Several hacktivist capers surfaced in Europe over the weekend: Amazon UK customers' personal information was exposed, Anonymous hacked the Organization for Security and Cooperation in Europe, and Facebook shuttered the Albania Pirate Group for sharing stolen passwords.
China restored access to Google over the weekend, but "leadership transition" censorship persists. Twitter's password reset was prompted by a confirmed (but still unattributed) attack. Symantec warns of PC hijacking and extortion; it also warns Hindus to beware of online scams as Diwali approaches. Kaspersky cites outdated web browsers as a significant vulnerability. As Windows 8 rolls out, vulnerabilities in older versions continue to plague users.
Recall last week's report that Stuxnet infected Chevron? Apparently the malware identified the oil company as an "innocent target," withheld its payload, and supinely consented to removal, which makes Stuxnet sound like a pretty discriminating cyber weapon.

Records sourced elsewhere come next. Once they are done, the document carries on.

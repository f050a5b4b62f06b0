//! Ticket Sheets Library
//!
//! Generates large quantities of printable, barcoded ticket and label sheets.
//! This library provides functionality to:
//! - Generate unique, sorted identifiers
//! - Batch label markup into paginated temp files
//! - Rasterize each page to PDF and merge pages into batch files
//! - Consolidate batch files and write an identifier manifest
//!
//! # Example
//!
//! ```no_run
//! use ticket_sheets::config::RunConfig;
//! use ticket_sheets::pipeline::Run;
//! use ticket_sheets::render::PlaceholderRasterizer;
//! use ticket_sheets::template::{DocumentTemplate, SheetAssets};
//!
//! let config = RunConfig::default();
//! let template = DocumentTemplate::builtin(SheetAssets::load("assets".as_ref())?, config.paper);
//! let rasterizer = PlaceholderRasterizer::new(config.paper);
//!
//! let report = Run::new(config, template, Box::new(rasterizer))?.execute()?;
//! println!("{} batch files written", report.batch_outputs.len());
//! # Ok::<(), ticket_sheets::Error>(())
//! ```

pub mod error;
pub mod ids;
pub mod item;
pub mod layout;
pub mod template;
pub mod batcher;
pub mod render;
pub mod pdf;
pub mod progress;
pub mod config;
pub mod pipeline;
pub mod consolidate;

// Re-export commonly used items
pub use error::{Error, Result};
//! Rendering a batch of page files into one PDF

use std::path::{Path, PathBuf};
use std::process::Command;

use log::{debug, info};

use crate::batcher::{scan_pages, sort_pages, PageFile};
use crate::error::{Error, Result};
use crate::pdf::{merge_pdfs, MergeOptions};
use crate::progress::Progress;
use crate::render::Rasterizer;
use crate::template::DocumentTemplate;

/// Names the merged output of one batch
#[derive(Debug, Clone, PartialEq, Eq)]
pub struct BatchLabel {
    /// Output file name, relative to the output directory
    pub file_name: String,
}

impl BatchLabel {
    pub fn new(file_name: impl Into<String>) -> Self {
        Self {
            file_name: file_name.into(),
        }
    }
}

/// Wraps page fragments in the document template, rasterizes and merges them
///
/// Pages are processed strictly one at a time: a single rendering surface and a
/// single page of markup are alive at any moment.
pub struct SheetRenderer {
    template: DocumentTemplate,
    rasterizer: Box<dyn Rasterizer>,
    temp_dir: PathBuf,
    output_dir: PathBuf,
    compress: bool,
}

impl SheetRenderer {
    pub fn new(
        template: DocumentTemplate,
        rasterizer: Box<dyn Rasterizer>,
        temp_dir: impl Into<PathBuf>,
        output_dir: impl Into<PathBuf>,
    ) -> Self {
        Self {
            template,
            rasterizer,
            temp_dir: temp_dir.into(),
            output_dir: output_dir.into(),
            compress: false,
        }
    }

    /// Compress each batch PDF with `xz` once its temp files are gone
    pub fn with_compression(mut self, compress: bool) -> Self {
        self.compress = compress;
        self
    }

    /// Render every page file matching `pattern` into one batch PDF
    pub fn render_glob(
        &mut self,
        pattern: &str,
        label: &BatchLabel,
        progress: &mut Progress,
    ) -> Result<PathBuf> {
        let pages = scan_pages(pattern)?;
        if pages.is_empty() {
            return Err(Error::NoFilesMatched(pattern.to_string()));
        }
        self.render(&pages, label, progress)
    }

    /// Render `pages` into one batch PDF and delete their temp artifacts
    ///
    /// Returns the path of the batch file (the `.xz` path when compressing).
    pub fn render(
        &mut self,
        pages: &[PageFile],
        label: &BatchLabel,
        progress: &mut Progress,
    ) -> Result<PathBuf> {
        if pages.is_empty() {
            return Err(Error::General(format!(
                "No pages to render for {}",
                label.file_name
            )));
        }

        let mut pages = pages.to_vec();
        sort_pages(&mut pages);

        let mut page_pdfs = Vec::with_capacity(pages.len());
        for (index, page) in pages.iter().enumerate() {
            let fragment = std::fs::read_to_string(&page.path)?;
            let document = self.template.render(&fragment);

            let page_pdf = self.temp_dir.join(format!("tickets-{}.pdf", index));
            self.rasterizer.rasterize(&document, &page_pdf)?;
            debug!("Rasterized page {} to {}", page.key.last_index, page_pdf.display());
            page_pdfs.push(page_pdf);

            progress.inc(page.items);
        }

        std::fs::create_dir_all(&self.output_dir)?;
        let output_path = self.output_dir.join(&label.file_name);

        info!("Consolidating {} pages into {}", page_pdfs.len(), output_path.display());
        merge_pdfs(&MergeOptions {
            input_paths: page_pdfs.clone(),
            output_path: output_path.clone(),
        })?;

        remove_all(&page_pdfs)?;
        let sources: Vec<PathBuf> = pages.into_iter().map(|page| page.path).collect();
        remove_all(&sources)?;
        debug!("Deleted {} page pdfs and {} page files", page_pdfs.len(), sources.len());

        if self.compress {
            return compress_xz(&output_path);
        }
        Ok(output_path)
    }
}

fn remove_all(paths: &[PathBuf]) -> Result<()> {
    for path in paths {
        std::fs::remove_file(path)?;
    }
    Ok(())
}

/// Compress `path` in place with `xz`, returning the `.xz` path
pub fn compress_xz(path: &Path) -> Result<PathBuf> {
    info!("Zipping PDF into {}.xz", path.display());
    let output = Command::new("xz")
        .arg("--force")
        .arg(path)
        .output()
        .map_err(|e| Error::ExternalTool {
            tool: "xz".to_string(),
            message: e.to_string(),
        })?;

    if !output.status.success() {
        return Err(Error::ExternalTool {
            tool: "xz".to_string(),
            message: String::from_utf8_lossy(&output.stderr).trim().to_string(),
        });
    }

    let mut compressed = path.as_os_str().to_owned();
    compressed.push(".xz");
    Ok(PathBuf::from(compressed))
}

Tablets appear to be cannibalizing the PC market (and an Indian entrepreneur may have a genuinely disruptive new tablet). The US Navy's Space and Naval Warfare Systems Command awards fourteen small businesses contracts for what Defense News calls an "effort to attack enemy networks." Lockheed Martin dismisses its incoming CEO before he takes office. SafeNet will sell its government business to an undisclosed buyer. CSC expands its Australian business.
Tech reporters swoon over futuristic DARPA cyber and predictive programs.
US Director of Central Intelligence David Petraeus' resignation Friday was prompted by FBI detection and investigation of compromising emails. Canadian authorities fear that country's evolution into a source of cyber attacks.